Конечно, имеет смысл реализовать эти сервисы на одной и той же физической машине, поскольку в небольших и средних сетях было бы излишним разделять эти две службы. Кроме того, у меня есть относительно надежный источник, который говорит (переведено):
TGS и AS должны иметь доступ к одной и той же базе данных => нет смысла внедрять TGS и AS на разных машинах
Однако я не вижу, какая база данных должна быть разделена между ними.
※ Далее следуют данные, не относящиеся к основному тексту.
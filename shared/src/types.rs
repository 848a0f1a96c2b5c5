//! Calculation result types

use serde::{Deserialize, Serialize};

/// One macronutrient's share of the daily target
#[derive(Debug, Clone, Copy, PartialEq, Eq, Serialize, Deserialize)]
pub struct MacroNutrient {
    /// Whole grams
    pub grams: i32,
    /// Calories allotted to this macro
    pub calories: i32,
    /// Rounded share of target calories
    pub percentage: i32,
}

/// Daily calorie target and macro split
#[derive(Debug, Clone, Copy, PartialEq, Eq, Serialize, Deserialize)]
pub struct MacroResults {
    /// Target calories after the goal offset
    pub calories: i32,
    pub protein: MacroNutrient,
    pub carbs: MacroNutrient,
    pub fat: MacroNutrient,
}

impl MacroResults {
    /// Sum of the three rounded percentages (100 ± 1)
    pub fn total_percentage(&self) -> i32 {
        self.protein.percentage + self.carbs.percentage + self.fat.percentage
    }

    /// Sum of the three macro calorie allotments
    pub fn total_calories(&self) -> i32 {
        self.protein.calories + self.carbs.calories + self.fat.calories
    }
}

/// Projection to a target body fat percentage
#[derive(Debug, Clone, Copy, PartialEq, Serialize, Deserialize)]
pub struct WeightLossResults {
    pub lean_body_mass_kg: f64,
    pub target_weight_kg: f64,
    pub weight_to_lose_kg: f64,
    /// Kilograms lost per week at the chosen rate
    pub weekly_loss_kg: f64,
    pub weeks_to_goal: f64,
}

/// Everything computed for one submission
#[derive(Debug, Clone, PartialEq, Serialize, Deserialize)]
pub struct NutritionPlan {
    pub maintenance_calories: i32,
    pub macros: MacroResults,
    /// Present only when body fat is known and above the target
    pub weight_loss: Option<WeightLossResults>,
}
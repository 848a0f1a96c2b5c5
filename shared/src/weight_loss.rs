//! Weight-loss timeline projection
//!
//! Lean body mass is held constant; the target weight is the weight at which
//! that lean mass makes up `100 - target` percent of the body.
//!
//! Callers decide whether a projection is wanted at all (body fat known and
//! above the target); see `UserProfile::wants_weight_loss_projection`.

use crate::errors::DomainError;
use crate::models::UserProfile;
use crate::types::WeightLossResults;

/// Lean body mass in kg
///
/// LBM = weight × (1 - body_fat_percent/100)
pub fn lean_body_mass(weight_kg: f64, body_fat_percent: f64) -> f64 {
    weight_kg * (1.0 - body_fat_percent / 100.0)
}

/// Project the time needed to reach the target body fat percentage
pub fn calculate_weight_loss_time(profile: &UserProfile) -> Result<WeightLossResults, DomainError> {
    let weight = profile.weight_kg;
    let body_fat = profile.body_fat_percent.ok_or(DomainError::MissingBodyFat)?;
    let target_body_fat = profile.target_body_fat_percent;
    let rate = profile.fat_loss_rate_percent;

    if !(0.0..=100.0).contains(&body_fat) {
        return Err(DomainError::BodyFatOutOfRange(body_fat));
    }
    if !(0.0..100.0).contains(&target_body_fat) {
        return Err(DomainError::TargetBodyFatOutOfRange(target_body_fat));
    }
    if !rate.is_finite() || rate <= 0.0 {
        return Err(DomainError::NonPositiveFatLossRate(rate));
    }

    let lean_body_mass_kg = lean_body_mass(weight, body_fat);
    let target_weight_kg = lean_body_mass_kg / (1.0 - target_body_fat / 100.0);
    let weight_to_lose_kg = weight - target_weight_kg;

    if weight_to_lose_kg.is_nan() || weight_to_lose_kg <= 0.0 {
        return Err(DomainError::NoWeightToLose {
            current_kg: weight,
            target_kg: target_weight_kg,
        });
    }

    let weekly_loss_kg = weight * (rate / 100.0);
    let weeks_to_goal = weight_to_lose_kg / weekly_loss_kg;

    Ok(WeightLossResults {
        lean_body_mass_kg,
        target_weight_kg,
        weight_to_lose_kg,
        weekly_loss_kg,
        weeks_to_goal,
    })
}

#[cfg(test)]
mod tests {
    use super::*;
    use crate::models::{ActivityLevel, FitnessGoal, Gender};
    use proptest::prelude::*;

    fn profile(weight: f64, body_fat: Option<f64>, target: f64, rate: f64) -> UserProfile {
        UserProfile {
            weight_kg: weight,
            height_cm: 180.0,
            age_years: 35,
            gender: Gender::Male,
            body_fat_percent: body_fat,
            activity_level: ActivityLevel::Light,
            fitness_goal: FitnessGoal::FatLoss,
            target_body_fat_percent: target,
            fat_loss_rate_percent: rate,
        }
    }

    fn assert_close(actual: f64, expected: f64) {
        assert!((actual - expected).abs() < 1e-3, "{actual} != {expected}");
    }

    #[test]
    fn test_reference_projection() {
        let result = calculate_weight_loss_time(&profile(80.0, Some(25.0), 15.0, 1.0)).unwrap();
        assert_close(result.lean_body_mass_kg, 60.0);
        assert_close(result.target_weight_kg, 70.588);
        assert_close(result.weight_to_lose_kg, 9.412);
        assert_close(result.weekly_loss_kg, 0.8);
        assert_close(result.weeks_to_goal, 11.765);
    }

    #[test]
    fn test_conservative_rate() {
        let result = calculate_weight_loss_time(&profile(100.0, Some(30.0), 20.0, 0.5)).unwrap();
        assert_close(result.lean_body_mass_kg, 70.0);
        assert_close(result.target_weight_kg, 87.5);
        assert_close(result.weight_to_lose_kg, 12.5);
        assert_close(result.weekly_loss_kg, 0.5);
        assert_close(result.weeks_to_goal, 25.0);
    }

    #[test]
    fn test_target_body_fat_100_is_domain_error() {
        let err = calculate_weight_loss_time(&profile(80.0, Some(25.0), 100.0, 1.0)).unwrap_err();
        assert_eq!(err, DomainError::TargetBodyFatOutOfRange(100.0));
    }

    #[test]
    fn test_zero_rate_is_domain_error() {
        let err = calculate_weight_loss_time(&profile(80.0, Some(25.0), 15.0, 0.0)).unwrap_err();
        assert_eq!(err, DomainError::NonPositiveFatLossRate(0.0));

        let err = calculate_weight_loss_time(&profile(80.0, Some(25.0), 15.0, -1.0)).unwrap_err();
        assert_eq!(err, DomainError::NonPositiveFatLossRate(-1.0));
    }

    #[test]
    fn test_target_at_or_above_current_fails_fast() {
        let err = calculate_weight_loss_time(&profile(80.0, Some(15.0), 15.0, 1.0)).unwrap_err();
        assert!(matches!(err, DomainError::NoWeightToLose { .. }));

        let err = calculate_weight_loss_time(&profile(80.0, Some(10.0), 15.0, 1.0)).unwrap_err();
        assert!(matches!(err, DomainError::NoWeightToLose { current_kg, .. } if current_kg == 80.0));
    }

    #[test]
    fn test_unknown_body_fat() {
        let err = calculate_weight_loss_time(&profile(80.0, None, 15.0, 1.0)).unwrap_err();
        assert_eq!(err, DomainError::MissingBodyFat);
    }

    #[test]
    fn test_body_fat_out_of_range() {
        let err = calculate_weight_loss_time(&profile(80.0, Some(120.0), 15.0, 1.0)).unwrap_err();
        assert_eq!(err, DomainError::BodyFatOutOfRange(120.0));
    }

    proptest! {
        #![proptest_config(ProptestConfig::with_cases(100))]

        /// Property: projection is finite and positive whenever body fat is above target
        #[test]
        fn prop_projection_positive(
            weight in 40.0f64..200.0,
            target in 5.0f64..30.0,
            gap in 0.5f64..30.0,
            rate in 0.1f64..2.0,
        ) {
            let result = calculate_weight_loss_time(&profile(weight, Some(target + gap), target, rate)).unwrap();
            prop_assert!(result.weeks_to_goal.is_finite() && result.weeks_to_goal > 0.0);
            prop_assert!(result.target_weight_kg < weight);
            prop_assert!(result.target_weight_kg > result.lean_body_mass_kg);
        }

        /// Property: losing faster never takes longer
        #[test]
        fn prop_faster_rate_fewer_weeks(
            weight in 40.0f64..200.0,
            body_fat in 20.0f64..40.0,
        ) {
            let slow = calculate_weight_loss_time(&profile(weight, Some(body_fat), 12.0, 0.5)).unwrap();
            let fast = calculate_weight_loss_time(&profile(weight, Some(body_fat), 12.0, 1.5)).unwrap();
            prop_assert!(fast.weeks_to_goal < slow.weeks_to_goal);
        }
    }
}
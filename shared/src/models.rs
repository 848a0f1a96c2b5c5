//! Domain model for nutrition planning
//!
//! `UserProfile` is the finalized, immutable input to every calculation.
//! `ProfileDraft` is the partially filled profile the wizard builds up one
//! `ProfileUpdate` at a time before it is finalized on submit.

use serde::{Deserialize, Serialize};
use std::fmt;
use std::str::FromStr;
use validator::Validate;

// ============================================================================
// Enumerations
// ============================================================================

/// Gender, selects the Mifflin-St Jeor constant
#[derive(Debug, Clone, Copy, PartialEq, Eq, Hash, Serialize, Deserialize, Default)]
#[serde(rename_all = "snake_case")]
pub enum Gender {
    #[default]
    Male,
    Female,
}

impl Gender {
    pub const ALL: [Gender; 2] = [Gender::Male, Gender::Female];

    pub fn as_str(&self) -> &'static str {
        match self {
            Gender::Male => "male",
            Gender::Female => "female",
        }
    }
}

/// Activity level used to scale BMR into maintenance calories
#[derive(Debug, Clone, Copy, PartialEq, Eq, Hash, Serialize, Deserialize, Default)]
#[serde(rename_all = "snake_case")]
pub enum ActivityLevel {
    /// Little or no exercise
    Sedentary,
    /// Light exercise 1-3 days/week
    Light,
    /// Moderate exercise 3-5 days/week
    #[default]
    Moderate,
    /// Hard exercise 6-7 days/week
    Active,
    /// Professional athlete level
    VeryActive,
}

impl ActivityLevel {
    pub const ALL: [ActivityLevel; 5] = [
        ActivityLevel::Sedentary,
        ActivityLevel::Light,
        ActivityLevel::Moderate,
        ActivityLevel::Active,
        ActivityLevel::VeryActive,
    ];

    /// Get the activity multiplier for the maintenance calculation
    pub fn multiplier(&self) -> f64 {
        match self {
            ActivityLevel::Sedentary => 1.2,
            ActivityLevel::Light => 1.375,
            ActivityLevel::Moderate => 1.55,
            ActivityLevel::Active => 1.725,
            ActivityLevel::VeryActive => 1.9,
        }
    }

    pub fn as_str(&self) -> &'static str {
        match self {
            ActivityLevel::Sedentary => "sedentary",
            ActivityLevel::Light => "light",
            ActivityLevel::Moderate => "moderate",
            ActivityLevel::Active => "active",
            ActivityLevel::VeryActive => "very_active",
        }
    }

    /// Short label shown in the activity picker
    pub fn label(&self) -> &'static str {
        match self {
            ActivityLevel::Sedentary => "Not Active",
            ActivityLevel::Light => "Low",
            ActivityLevel::Moderate => "Intermediate",
            ActivityLevel::Active => "High Active",
            ActivityLevel::VeryActive => "Very High Active",
        }
    }

    /// Get a human-readable description
    pub fn description(&self) -> &'static str {
        match self {
            ActivityLevel::Sedentary => "Little or no exercise",
            ActivityLevel::Light => "Light exercise 1-3 days/week",
            ActivityLevel::Moderate => "Moderate exercise 3-5 days/week",
            ActivityLevel::Active => "Hard exercise 6-7 days/week",
            ActivityLevel::VeryActive => "Professional athlete level",
        }
    }
}
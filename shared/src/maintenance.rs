//! Maintenance calorie calculation
//!
//! Basal Metabolic Rate via Mifflin-St Jeor, scaled by the activity
//! multiplier. Assumes a validated profile (weight, height, age > 0).

use crate::models::{ActivityLevel, Gender, UserProfile};
use crate::rounding::round_to_i32;

/// Calculate Basal Metabolic Rate using Mifflin-St Jeor equation
///
/// Men: BMR = 10 × weight(kg) + 6.25 × height(cm) - 5 × age(y) + 5
/// Women: BMR = 10 × weight(kg) + 6.25 × height(cm) - 5 × age(y) - 161
pub fn calculate_bmr_mifflin(weight_kg: f64, height_cm: f64, age_years: u32, gender: Gender) -> f64 {
    let base = 10.0 * weight_kg + 6.25 * height_cm - 5.0 * f64::from(age_years);
    match gender {
        Gender::Male => base + 5.0,
        Gender::Female => base - 161.0,
    }
}

/// BMR for a profile
pub fn calculate_bmr(profile: &UserProfile) -> f64 {
    calculate_bmr_mifflin(
        profile.weight_kg,
        profile.height_cm,
        profile.age_years,
        profile.gender,
    )
}

/// Maintenance calories from the raw measurements
pub fn calculate_maintenance_mifflin(
    weight_kg: f64,
    height_cm: f64,
    age_years: u32,
    gender: Gender,
    activity_level: ActivityLevel,
) -> i32 {
    let bmr = calculate_bmr_mifflin(weight_kg, height_cm, age_years, gender);
    round_to_i32(bmr * activity_level.multiplier())
}

/// Maintenance calories: BMR × activity multiplier, rounded
pub fn calculate_maintenance(profile: &UserProfile) -> i32 {
    calculate_maintenance_mifflin(
        profile.weight_kg,
        profile.height_cm,
        profile.age_years,
        profile.gender,
        profile.activity_level,
    )
}
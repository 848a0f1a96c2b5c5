//! Profile input
//!
//! A profile file seeds the draft and command-line flags are applied on top
//! as individual field updates.

use crate::args::ProfileArgs;
use crate::error::CliError;
use nutrition_planner_shared::{ProfileDraft, ProfileUpdate};
use std::fs;
use std::path::Path;
use tracing::debug;

/// Read a draft from a TOML or JSON file, chosen by extension
///
/// Missing fields keep the form defaults.
pub fn load_profile_file(path: &Path) -> Result<ProfileDraft, CliError> {
    let extension = path
        .extension()
        .and_then(|ext| ext.to_str())
        .map(str::to_ascii_lowercase);

    let parse: fn(&str) -> Result<ProfileDraft, String> = match extension.as_deref() {
        Some("toml") => |text| toml::from_str(text).map_err(|e| e.to_string()),
        Some("json") => |text| serde_json::from_str(text).map_err(|e| e.to_string()),
        _ => return Err(CliError::UnsupportedFormat(path.to_path_buf())),
    };

    let text = fs::read_to_string(path).map_err(|source| CliError::Io {
        path: path.to_path_buf(),
        source,
    })?;

    let draft = parse(&text).map_err(|message| CliError::ProfileFormat {
        path: path.to_path_buf(),
        message,
    })?;
    debug!(path = %path.display(), "Profile file loaded");
    Ok(draft)
}

/// Field updates for every flag that was given, in form order
pub fn flag_updates(args: &ProfileArgs) -> Vec<ProfileUpdate> {
    let body_fat = if args.body_fat_unknown {
        Some(ProfileUpdate::BodyFatPercent(None))
    } else {
        args.body_fat.map(|bf| ProfileUpdate::BodyFatPercent(Some(bf)))
    };

    [
        args.weight.map(ProfileUpdate::WeightKg),
        args.height.map(ProfileUpdate::HeightCm),
        args.age.map(ProfileUpdate::AgeYears),
        args.gender.map(ProfileUpdate::Gender),
        body_fat,
        args.activity.map(ProfileUpdate::ActivityLevel),
        args.goal.map(ProfileUpdate::FitnessGoal),
        args.target_body_fat.map(ProfileUpdate::TargetBodyFatPercent),
        args.fat_loss_rate.map(ProfileUpdate::FatLossRatePercent),
    ]
    .into_iter()
    .flatten()
    .collect()
}

/// The starting draft: the profile file if given, else the form defaults
pub fn base_draft(args: &ProfileArgs) -> Result<ProfileDraft, CliError> {
    match &args.profile {
        Some(path) => load_profile_file(path),
        None => Ok(ProfileDraft::default()),
    }
}
//! CLI error handling
//!
//! Wraps calculation failures and input problems, and maps each onto the
//! process exit code the binary reports.

use nutrition_planner_shared::{CalcError, DomainError, ValidationErrors};
use std::path::PathBuf;
use thiserror::Error;

/// Exit code for a successful run
pub const EXIT_OK: i32 = 0;
/// Exit code for input, configuration and rendering failures
pub const EXIT_FAILURE: i32 = 1;
/// Exit code when the profile fails validation
pub const EXIT_VALIDATION: i32 = 2;
/// Exit code when the calculation itself is rejected
pub const EXIT_DOMAIN: i32 = 3;

#[derive(Error, Debug)]
pub enum CliError {
    #[error("Could not read profile file {}: {source}", .path.display())]
    Io {
        path: PathBuf,
        #[source]
        source: std::io::Error,
    },

    #[error("Invalid profile file {}: {message}", .path.display())]
    ProfileFormat { path: PathBuf, message: String },

    #[error("Unsupported profile file (expected .toml or .json): {}", .0.display())]
    UnsupportedFormat(PathBuf),

    #[error("Invalid input: {0}")]
    Validation(ValidationErrors),

    #[error("Calculation failed: {0}")]
    Domain(DomainError),

    #[error("Could not render report: {0}")]
    Render(#[from] serde_json::Error),

    #[error("Could not format report: {0}")]
    Format(#[from] std::fmt::Error),
}

impl From<CalcError> for CliError {
    fn from(err: CalcError) -> Self {
        match err {
            CalcError::Validation(errors) => CliError::Validation(errors),
            CalcError::Domain(err) => CliError::Domain(err),
        }
    }
}

impl From<ValidationErrors> for CliError {
    fn from(errors: ValidationErrors) -> Self {
        CliError::Validation(errors)
    }
}

impl CliError {
    pub fn exit_code(&self) -> i32 {
        match self {
            CliError::Validation(_) => EXIT_VALIDATION,
            CliError::Domain(_) => EXIT_DOMAIN,
            CliError::Io { .. }
            | CliError::ProfileFormat { .. }
            | CliError::UnsupportedFormat(_)
            | CliError::Render(_)
            | CliError::Format(_) => EXIT_FAILURE,
        }
    }

    /// Lines to print on stderr, one per validation error
    pub fn messages(&self) -> Vec<String> {
        match self {
            CliError::Validation(errors) => errors.iter().map(|e| e.user_message()).collect(),
            other => vec![other.to_string()],
        }
    }
}
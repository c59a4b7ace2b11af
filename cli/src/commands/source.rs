// Copyright (c) 2026 Aperture Labs
// SPDX-License-Identifier: AGPL-3.0
//! Tool source registration commands (OpenAPI/GraphQL/MCP).

use crate::client::GatewayClient;
use anyhow::Result;
use clap::Subcommand;
use colored::Colorize;
use serde_json::json;

#[derive(Subcommand)]
pub enum SourceCommand {
    /// Register a new tool source
    Add {
        #[arg(long)]
        workspace: String,
        #[arg(long)]
        name: String,
        /// openapi | graphql | mcp
        #[arg(long, value_parser = ["openapi", "graphql", "mcp"])]
        source_type: String,
        /// Source-type-specific config as a JSON string or @file.json
        #[arg(long)]
        config: String,
    },

    /// List tool sources registered in a workspace
    List {
        #[arg(long)]
        workspace: String,
    },

    /// Remove a tool source
    Remove {
        #[arg(value_name = "SOURCE_ID")]
        id: String,
    },
}

pub async fn handle_command(command: SourceCommand, client: GatewayClient) -> Result<()> {
    match command {
        SourceCommand::Add { workspace, name, source_type, config } => {
            let config_value = crate::commands::read_json_arg(&config)?;
            let payload = json!({
                "workspace": workspace,
                "name": name,
                "source_type": source_type,
                "config": config_value,
            });
            let source = client.create_source(payload).await?;
            println!("{}", format!("✓ source registered: {}", source["id"]).green());
            Ok(())
        }
        SourceCommand::List { workspace } => {
            let response = client.list_sources(&workspace).await?;
            let sources = response["sources"].as_array().cloned().unwrap_or_default();
            if sources.is_empty() {
                println!("{}", "no tool sources found".yellow());
                return Ok(());
            }
            for source in sources {
                println!(
                    "  {} {} ({})",
                    source["id"].as_str().unwrap_or("?"),
                    source["name"].as_str().unwrap_or("?"),
                    source["source_type"].as_str().unwrap_or("?"),
                );
            }
            Ok(())
        }
        SourceCommand::Remove { id } => {
            client.delete_source(&id).await?;
            println!("{}", format!("✓ source {id} removed").green());
            Ok(())
        }
    }
}
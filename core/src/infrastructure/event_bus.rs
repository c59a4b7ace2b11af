// Copyright (c) 2026 Aperture Labs
// SPDX-License-Identifier: AGPL-3.0
//! Live fan-out for the Event Log (§4.1). Wraps a `tokio::sync::broadcast`
//! channel over `domain::event::Event`, grounded in the teacher's
//! `EventBus`. Durable history is a separate concern (`EventRepository`);
//! this type only serves subscribers watching a task in real time (SSE,
//! the MCP notification stream).

use crate::domain::event::Event;
use tokio::sync::broadcast;

/// Matches the teacher's broadcast channel capacity; a slow subscriber that
/// falls behind by this many events sees `RecvError::Lagged` rather than
/// blocking publishers.
const CHANNEL_CAPACITY: usize = 4096;

pub struct EventBus {
    sender: broadcast::Sender<Event>,
}

impl Default for EventBus {
    fn default() -> Self {
        Self::new()
    }
}

impl EventBus {
    pub fn new() -> Self {
        let (sender, _) = broadcast::channel(CHANNEL_CAPACITY);
        Self { sender }
    }

    /// Best-effort: a `send` with no active subscribers is not an error,
    /// matching the teacher's "nobody's listening" tolerance.
    pub fn publish(&self, event: Event) {
        let _ = self.sender.send(event);
    }

    pub fn subscribe(&self) -> broadcast::Receiver<Event> {
        self.sender.subscribe()
    }
}

#[cfg(test)]
mod tests {
    use super::*;
    use crate::domain::task::TaskId;

    #[tokio::test]
    async fn subscriber_receives_published_events() {
        let bus = EventBus::new();
        let mut rx = bus.subscribe();
        let event = Event::task_status(TaskId::new(), "running", serde_json::json!({}));
        bus.publish(event.clone());
        let received = rx.recv().await.unwrap();
        assert_eq!(received.event_type, "task.running");
    }

    #[test]
    fn publish_without_subscribers_does_not_panic() {
        let bus = EventBus::new();
        bus.publish(Event::task_status(TaskId::new(), "queued", serde_json::json!({})));
    }

    #[tokio::test]
    async fn multiple_subscribers_each_get_their_own_copy() {
        let bus = EventBus::new();
        let mut rx1 = bus.subscribe();
        let mut rx2 = bus.subscribe();
        bus.publish(Event::task_status(TaskId::new(), "completed", serde_json::json!({})));
        assert_eq!(rx1.recv().await.unwrap().event_type, "task.completed");
        assert_eq!(rx2.recv().await.unwrap().event_type, "task.completed");
    }
}
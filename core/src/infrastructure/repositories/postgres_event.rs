// Copyright (c) 2026 Aperture Labs
// SPDX-License-Identifier: AGPL-3.0
//! Postgres-backed `EventRepository`. Sequence numbers are assigned by a
//! per-task monotonic counter maintained in the `task_event_sequences`
//! table; §4.1 only requires per-task monotonicity, not a global ordering
//! (§9 Open Questions), so a single global sequence is not used here.

use crate::domain::event::{Event, EventCategory};
use crate::domain::repository::{EventRepository, RepositoryError};
use crate::domain::task::TaskId;
use async_trait::async_trait;
use sqlx::{PgPool, Row};

pub struct PostgresEventRepository {
    pool: PgPool,
}

impl PostgresEventRepository {
    pub fn new(pool: PgPool) -> Self {
        Self { pool }
    }
}

fn category_str(c: EventCategory) -> &'static str {
    match c {
        EventCategory::Task => "task",
        EventCategory::Approval => "approval",
    }
}

fn parse_category(s: &str) -> EventCategory {
    match s {
        "approval" => EventCategory::Approval,
        _ => EventCategory::Task,
    }
}

#[async_trait]
impl EventRepository for PostgresEventRepository {
    async fn append(&self, mut event: Event) -> Result<Event, RepositoryError> {
        let row = sqlx::query(
            r#"
            WITH next_seq AS (
                INSERT INTO task_event_sequences (task_id, next_sequence)
                VALUES ($1, 1)
                ON CONFLICT (task_id) DO UPDATE SET next_sequence = task_event_sequences.next_sequence + 1
                RETURNING next_sequence - 1 AS sequence
            )
            INSERT INTO events (task_id, sequence, category, event_type, payload, created_at)
            SELECT $1, sequence, $2, $3, $4, now() FROM next_seq
            RETURNING sequence, created_at
            "#,
        )
        .bind(event.task_id.0)
        .bind(category_str(event.category))
        .bind(&event.event_type)
        .bind(&event.payload)
        .fetch_one(&self.pool)
        .await
        .map_err(|e| RepositoryError::Database(e.to_string()))?;

        event.sequence = row.try_get::<i64, _>("sequence")? as u64;
        event.created_at = row.try_get("created_at")?;
        Ok(event)
    }

    async fn list_by_task(&self, task_id: TaskId) -> Result<Vec<Event>, RepositoryError> {
        let rows = sqlx::query("SELECT * FROM events WHERE task_id = $1 ORDER BY sequence")
            .bind(task_id.0)
            .fetch_all(&self.pool)
            .await
            .map_err(|e| RepositoryError::Database(e.to_string()))?;

        rows.into_iter()
            .map(|row| {
                let category_raw: String = row.try_get("category")?;
                Ok(Event {
                    sequence: row.try_get::<i64, _>("sequence")? as u64,
                    task_id,
                    category: parse_category(&category_raw),
                    event_type: row.try_get("event_type")?,
                    payload: row.try_get("payload")?,
                    created_at: row.try_get("created_at")?,
                })
            })
            .collect()
    }
}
Это моя идея, как бы я разделил AS и TGS, нет общих баз данных:
- Поскольку AS и TGS разделены, у них есть другой главный секрет
- AS имеет базу данных со всеми пользователями с соответствующим мастер-секретом (используется при входе пользователя для шифрования ключа сеанса), а также мастер-секрет TGS (для шифрования запрошенных TGT).
- TGS имеет базу данных, которая позволяет ему определить, какой пользователь может использовать какую службу (ACL, список отзыва, ...), а также базу данных со всеми службами с соответствующими мастер-секретами (для шифрования билетов).
Когда пользователь хочет использовать сервис (упрощенно):
- Аутентификация в AS
- Получите билет для предоставления билета (TGT), зашифрованный с помощью главного секрета TGS, а также ключ сеанса, зашифрованный с помощью главного секрета пользователя.
- Связаться с TGS с TGT
- Получить билет, зашифрованный с помощью главного секрета Сервиса
- Обратитесь в Сервис с Билетом
Я что-то упускаю или вообще нет проблем с разделением AS и TGS?